In the records that follow, show each line where the word "Result" is present.
### MATERIAL TO PROCESS ###
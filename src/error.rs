use thiserror::Error;

/// Result type for testable-gen operations
pub type Result<T> = std::result::Result<T, Error>;

/// Error types for the class synthesizer and its surroundings
#[derive(Error, Debug)]
pub enum Error {
    #[error("IO error: {0}")]
    Io(#[from] std::io::Error),

    #[error("Parse error at line {line}, column {column}: {message}")]
    Parse {
        line: usize,
        column: usize,
        message: String,
    },

    #[error("Lexical error: {message}")]
    Lexical { message: String },

    #[error("Malformed declaration '{member}': {message}")]
    MalformedDeclaration { member: String, message: String },

    #[error("Invalid statement template \"{template}\": {message}")]
    Template { template: String, message: String },

    #[error("Class not found: {0}")]
    ClassNotFound(String),

    #[error("Configuration error: {message}")]
    Config { message: String },
}

impl Error {
    /// Create a contract violation for a single member
    pub fn malformed(member: impl Into<String>, message: impl Into<String>) -> Self {
        Self::MalformedDeclaration {
            member: member.into(),
            message: message.into(),
        }
    }

    /// Create a template expansion error
    pub fn template_error(template: impl Into<String>, message: impl Into<String>) -> Self {
        Self::Template {
            template: template.into(),
            message: message.into(),
        }
    }

    pub fn config_error(message: impl Into<String>) -> Self {
        Self::Config { message: message.into() }
    }
}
###
* YOUR SOLUTION
/// Result type for testable-gen operations
pub type Result<T> = std::result::Result<T, Error>;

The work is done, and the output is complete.